Tariffe Tari in calo: a Isernia bollette più leggere | isNews

Nel 2025 la tassa sui rifiuti registra una diminuzione del 4,74%. I dati dello studio Uil


ISERNIA. Bollette più leggere a Isernia, almeno per ciò che riguarda la tassa sui rifiuti. Nel 2025 la Tari registra infatti una diminuzione del 4,74%, passando dai 238 euro del 2024 ai 227 euro attuali.

Numeri inferiori rispetto alla media nazionale, che si attesta intorno ai 350 euro annui. Il dato – come riporta l’Ansa – emerge da uno studio realizzato dal Servizio Stato Sociale, Politiche Fiscali e Previdenziali, Immigrazione della Uil, diretto dal segretario confederale Santo Biondo, che ha analizzato il carico fiscale della Tari sui contribuenti italiani dal 2020 ad oggi nelle città capoluogo di provincia.

Lo studio prende in esame un nucleo familiare tipo composto da quattro persone, residente in un’abitazione di 80 metri quadrati, sulla base delle delibere comunali relative alle tariffe Tari, elaborate dal Dipartimento delle Finanze nel 2025.

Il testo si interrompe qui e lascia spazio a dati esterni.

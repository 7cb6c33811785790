use crate::error::{ChartError, ChartResult};

/// RGBA color in normalized 0..=1 channel values.
#[derive(Debug, Clone, Copy, PartialEq)]
pub struct Color {
    pub red: f64,
    pub green: f64,
    pub blue: f64,
    pub alpha: f64,
}

impl Color {
    #[must_use]
    pub const fn rgba(red: f64, green: f64, blue: f64, alpha: f64) -> Self {
        Self {
            red,
            green,
            blue,
            alpha,
        }
    }

    #[must_use]
    pub const fn rgb(red: f64, green: f64, blue: f64) -> Self {
        Self::rgba(red, green, blue, 1.0)
    }

    pub fn validate(self) -> ChartResult<()> {
        for (channel, value) in [
            ("red", self.red),
            ("green", self.green),
            ("blue", self.blue),
            ("alpha", self.alpha),
        ] {
            if !value.is_finite() || !(0.0..=1.0).contains(&value) {
                return Err(ChartError::InvalidData(format!(
                    "color channel `{channel}` must be finite and in [0, 1]"
                )));
            }
        }
        Ok(())
    }
}

/// Grid or axis segment in pixel space.
#[derive(Debug, Clone, Copy, PartialEq)]
pub struct LinePrimitive {
    pub x1: f64,
    pub y1: f64,
    pub x2: f64,
    pub y2: f64,
    pub stroke_width: f64,
    pub color: Color,
}

impl LinePrimitive {
    #[must_use]
    pub const fn new(x1: f64, y1: f64, x2: f64, y2: f64, stroke_width: f64, color: Color) -> Self {
        Self {
            x1,
            y1,
            x2,
            y2,
            stroke_width,
            color,
        }
    }

    #[must_use]
    pub fn is_horizontal(self) -> bool {
        self.y1 == self.y2
    }

    pub fn validate(self) -> ChartResult<()> {
        if !self.x1.is_finite()
            || !self.y1.is_finite()
            || !self.x2.is_finite()
            || !self.y2.is_finite()
        {
            return Err(ChartError::InvalidData(
                "line coordinates must be finite".to_owned(),
            ));
        }
        if !self.stroke_width.is_finite() || self.stroke_width <= 0.0 {
            return Err(ChartError::InvalidData(
                "line stroke width must be finite and > 0".to_owned(),
            ));
        }
        self.color.validate()
    }
}

/// Filled rectangle with an optional border, used for bars and legend swatches.
#[derive(Debug, Clone, Copy, PartialEq)]
pub struct RectPrimitive {
    pub x: f64,
    pub y: f64,
    pub width: f64,
    pub height: f64,
    pub fill_color: Color,
    pub border_color: Color,
    pub border_width: f64,
}

impl RectPrimitive {
    #[must_use]
    pub const fn new(x: f64, y: f64, width: f64, height: f64, fill_color: Color) -> Self {
        Self {
            x,
            y,
            width,
            height,
            fill_color,
            border_color: Color::rgba(0.0, 0.0, 0.0, 0.0),
            border_width: 0.0,
        }
    }

    #[must_use]
    pub const fn with_border(mut self, border_color: Color, border_width: f64) -> Self {
        self.border_color = border_color;
        self.border_width = border_width;
        self
    }

    pub fn validate(self) -> ChartResult<()> {
        if !self.x.is_finite() || !self.y.is_finite() {
            return Err(ChartError::InvalidData(
                "rect origin must be finite".to_owned(),
            ));
        }
        if !self.width.is_finite() || !self.height.is_finite() || self.width < 0.0 || self.height < 0.0
        {
            return Err(ChartError::InvalidData(
                "rect size must be finite and >= 0".to_owned(),
            ));
        }
        if !self.border_width.is_finite() || self.border_width < 0.0 {
            return Err(ChartError::InvalidData(
                "rect border width must be finite and >= 0".to_owned(),
            ));
        }
        self.fill_color.validate()?;
        self.border_color.validate()
    }
}

/// Horizontal text alignment relative to `TextPrimitive::x`.
#[derive(Debug, Clone, Copy, PartialEq, Eq)]
pub enum TextHAlign {
    Left,
    Center,
    Right,
}

/// One label in pixel space; `y` is the top of the text box.
#[derive(Debug, Clone, PartialEq)]
pub struct TextPrimitive {
    pub text: String,
    pub x: f64,
    pub y: f64,
    pub font_size_px: f64,
    pub color: Color,
    pub h_align: TextHAlign,
}

impl TextPrimitive {
    #[must_use]
    pub fn new(
        text: impl Into<String>,
        x: f64,
        y: f64,
        font_size_px: f64,
        color: Color,
        h_align: TextHAlign,
    ) -> Self {
        Self {
            text: text.into(),
            x,
            y,
            font_size_px,
            color,
            h_align,
        }
    }

    pub fn validate(&self) -> ChartResult<()> {
        if self.text.is_empty() {
            return Err(ChartError::InvalidData(
                "text primitive must not be empty".to_owned(),
            ));
        }
        if !self.x.is_finite() || !self.y.is_finite() {
            return Err(ChartError::InvalidData(
                "text coordinates must be finite".to_owned(),
            ));
        }
        if !self.font_size_px.is_finite() || self.font_size_px <= 0.0 {
            return Err(ChartError::InvalidData(
                "font size must be finite and > 0".to_owned(),
            ));
        }
        self.color.validate()
    }
}
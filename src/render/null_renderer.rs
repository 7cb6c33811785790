use crate::error::ChartResult;
use crate::render::{RenderFrame, Renderer};

/// No-op renderer for tests and headless hosts.
///
/// Frames are still validated, so invalid geometry surfaces without a real
/// drawing backend.
#[derive(Debug, Default)]
pub struct NullRenderer {
    pub frames_rendered: usize,
    pub last_line_count: usize,
    pub last_rect_count: usize,
    pub last_text_count: usize,
}

impl Renderer for NullRenderer {
    fn render(&mut self, frame: &RenderFrame) -> ChartResult<()> {
        frame.validate()?;
        self.frames_rendered += 1;
        self.last_line_count = frame.lines.len();
        self.last_rect_count = frame.rects.len();
        self.last_text_count = frame.texts.len();
        Ok(())
    }
}
use indexmap::IndexSet;
use tracing::{debug, trace};

use crate::api::ChartConfig;
use crate::core::Viewport;
use crate::error::{ChartError, ChartResult};
use crate::render::{RenderFrame, Renderer, build_bar_frame};

use super::{CanvasElement, ChartFactory};

/// Live chart bound to one canvas.
#[derive(Debug, Clone, PartialEq)]
pub struct ChartInstance {
    element_id: String,
    config: ChartConfig,
    frame: RenderFrame,
}

impl ChartInstance {
    #[must_use]
    pub fn element_id(&self) -> &str {
        &self.element_id
    }

    #[must_use]
    pub fn config(&self) -> &ChartConfig {
        &self.config
    }

    #[must_use]
    pub fn viewport(&self) -> Viewport {
        self.frame.viewport
    }

    /// Scene painted by the most recent render pass.
    #[must_use]
    pub fn frame(&self) -> &RenderFrame {
        &self.frame
    }
}

/// Charting capability backed by the built-in bar layout and a `Renderer`.
///
/// A canvas hosts at most one chart at a time; `destroy` frees it again.
pub struct CanvasChartFactory<R: Renderer> {
    renderer: R,
    bound: IndexSet<String>,
}

impl<R: Renderer> CanvasChartFactory<R> {
    #[must_use]
    pub fn new(renderer: R) -> Self {
        Self {
            renderer,
            bound: IndexSet::new(),
        }
    }

    #[must_use]
    pub fn renderer(&self) -> &R {
        &self.renderer
    }

    #[must_use]
    pub fn is_bound(&self, element_id: &str) -> bool {
        self.bound.contains(element_id)
    }

    #[must_use]
    pub fn bound_count(&self) -> usize {
        self.bound.len()
    }

    /// Re-lays out a responsive chart for a new canvas size.
    ///
    /// Returns `false` without drawing when the chart is not responsive or
    /// the size did not change.
    pub fn resize(&mut self, instance: &mut ChartInstance, viewport: Viewport) -> ChartResult<bool> {
        if !self.is_bound(&instance.element_id) {
            return Err(ChartError::InvalidData(format!(
                "chart on `{}` was destroyed",
                instance.element_id
            )));
        }
        if !instance.config.options.responsive || instance.viewport() == viewport {
            trace!(element_id = %instance.element_id, "resize skipped");
            return Ok(false);
        }

        let frame = build_bar_frame(&instance.config, viewport)?;
        self.renderer.render(&frame)?;
        debug!(
            element_id = %instance.element_id,
            width = viewport.width,
            height = viewport.height,
            "resized chart"
        );
        instance.frame = frame;
        Ok(true)
    }

    /// Releases the canvas held by `instance`.
    pub fn destroy(&mut self, instance: ChartInstance) -> bool {
        let released = self.bound.shift_remove(&instance.element_id);
        debug!(element_id = %instance.element_id, released, "destroyed chart");
        released
    }
}

impl<R: Renderer> ChartFactory<CanvasElement> for CanvasChartFactory<R> {
    type Handle = ChartInstance;

    fn construct(
        &mut self,
        element: &CanvasElement,
        config: &ChartConfig,
    ) -> ChartResult<ChartInstance> {
        if self.is_bound(&element.id) {
            return Err(ChartError::CanvasInUse {
                element_id: element.id.clone(),
            });
        }

        let frame = build_bar_frame(config, element.viewport)?;
        self.renderer.render(&frame)?;
        self.bound.insert(element.id.clone());
        debug!(
            element_id = %element.id,
            chart_type = %config.chart_type,
            primitives = frame.primitive_count(),
            "constructed chart"
        );

        Ok(ChartInstance {
            element_id: element.id.clone(),
            config: config.clone(),
            frame,
        })
    }
}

In Molise, la città con la Tari più elevata resta Campobasso, dove nel 2025 si pagano in media 322 euro, con un aumento del 3,42% rispetto al 2024, quando la spesa era pari a 311 euro. Segue Isernia con 227 euro, che conferma così il trend in controtendenza rispetto al capoluogo regionale.

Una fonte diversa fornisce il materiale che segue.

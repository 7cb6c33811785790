use indexmap::IndexMap;
use serde::{Deserialize, Serialize};

use crate::core::Viewport;
use crate::error::{ChartError, ChartResult};

use super::Document;

/// Drawing surface addressable by id.
#[derive(Debug, Clone, PartialEq, Eq, Serialize, Deserialize)]
pub struct CanvasElement {
    pub id: String,
    pub viewport: Viewport,
}

impl CanvasElement {
    pub fn new(id: impl Into<String>, viewport: Viewport) -> ChartResult<Self> {
        let id = id.into();
        if id.is_empty() {
            return Err(ChartError::InvalidData(
                "canvas id must not be empty".to_owned(),
            ));
        }
        Ok(Self {
            id,
            viewport: viewport.validate()?,
        })
    }
}

/// In-memory page holding canvas elements in insertion order.
#[derive(Debug, Clone, Default, PartialEq, Serialize, Deserialize)]
pub struct StaticDocument {
    elements: IndexMap<String, CanvasElement>,
}

impl StaticDocument {
    #[must_use]
    pub fn new() -> Self {
        Self::default()
    }

    /// Adds a canvas; ids are unique within a document.
    pub fn insert_canvas(&mut self, id: impl Into<String>, viewport: Viewport) -> ChartResult<()> {
        let element = CanvasElement::new(id, viewport)?;
        if self.elements.contains_key(&element.id) {
            return Err(ChartError::InvalidData(format!(
                "duplicate element id `{}`",
                element.id
            )));
        }
        self.elements.insert(element.id.clone(), element);
        Ok(())
    }

    pub fn with_canvas(mut self, id: impl Into<String>, viewport: Viewport) -> ChartResult<Self> {
        self.insert_canvas(id, viewport)?;
        Ok(self)
    }

    /// Changes the size of an existing canvas, as a layout pass would.
    pub fn resize_canvas(&mut self, id: &str, viewport: Viewport) -> ChartResult<()> {
        let viewport = viewport.validate()?;
        let element = self
            .elements
            .get_mut(id)
            .ok_or_else(|| ChartError::InvalidData(format!("unknown element id `{id}`")))?;
        element.viewport = viewport;
        Ok(())
    }

    #[must_use]
    pub fn len(&self) -> usize {
        self.elements.len()
    }

    #[must_use]
    pub fn is_empty(&self) -> bool {
        self.elements.is_empty()
    }

    pub fn element_ids(&self) -> impl Iterator<Item = &str> {
        self.elements.keys().map(String::as_str)
    }
}

impl Document for StaticDocument {
    type Element = CanvasElement;

    fn element_by_id(&self, id: &str) -> Option<Self::Element> {
        self.elements.get(id).cloned()
    }
}
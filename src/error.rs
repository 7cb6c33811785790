use thiserror::Error;

use crate::api::ChartType;

pub type ChartResult<T> = Result<T, ChartError>;

#[derive(Debug, Error)]
pub enum ChartError {
    #[error("invalid viewport size: width={width}, height={height}")]
    InvalidViewport { width: u32, height: u32 },

    #[error("invalid data: {0}")]
    InvalidData(String),

    #[error("chart type `{0}` is not supported by this backend")]
    UnsupportedChartType(ChartType),

    #[error("canvas `{element_id}` is already in use by another chart")]
    CanvasInUse { element_id: String },

    #[error("chart configuration serialization failed: {0}")]
    Serialization(#[from] serde_json::Error),
}
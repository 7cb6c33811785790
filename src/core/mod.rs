pub mod bar_series;
pub mod scale;
pub mod types;
pub mod value_ticks;

pub use bar_series::{BAR_PERCENTAGE, BandScale, CATEGORY_PERCENTAGE, CategoryBar, project_category_bars};
pub use scale::LinearScale;
pub use types::{PlotArea, Viewport};
pub use value_ticks::{ValueTicks, nice_ticks, value_extent, value_tick_target_count};
mod bar_layout;
mod frame;
mod null_renderer;
mod primitives;

pub use bar_layout::{BarLayoutMetrics, build_bar_frame, build_bar_frame_with_metrics};
pub use frame::RenderFrame;
pub use null_renderer::NullRenderer;
pub use primitives::{Color, LinePrimitive, RectPrimitive, TextHAlign, TextPrimitive};

use crate::error::ChartResult;

/// Contract implemented by any rendering backend.
///
/// Backends receive a fully materialized `RenderFrame`, so drawing code never
/// sees chart configuration or host elements.
pub trait Renderer {
    fn render(&mut self, frame: &RenderFrame) -> ChartResult<()>;
}

#[cfg(feature = "cairo-backend")]
mod cairo_backend;
#[cfg(feature = "cairo-backend")]
pub use cairo_backend::{CairoRenderStats, CairoRenderer};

Guardando ai dati storici, nel 2020 la Tari costava 209 euro a un cittadino isernino e 297 euro a uno campobassano. Dal 2020 al 2025 l’imposta è aumentata complessivamente del 7,9% a Isernia e del 7,7% a Campobasso.

Secondo la Uil, tuttavia, la gestione dei rifiuti in Italia continua a rappresentare una delle principali criticità dei servizi pubblici locali. “Una tassa concepita per coprire i costi di raccolta e smaltimento – ha commentato Santo Biondo – si è trasformata in un prelievo sempre più gravoso, scollegato dal principio di equità fiscale e dai livelli reali di servizio offerti”.

Il sindacato sottolinea inoltre come le forti differenze tariffarie tra territori siano il risultato di scelte politiche errate e di un sistema di gestione dei rifiuti frammentato e diseguale. “La gestione dei rifiuti – conclude Biondo – non può continuare a essere un’emergenza pagata soprattutto da chi ha meno. I cittadini chiedono, legittimamente, bollette più eque, servizi migliori e un sistema ambientale davvero sostenibile e giusto”.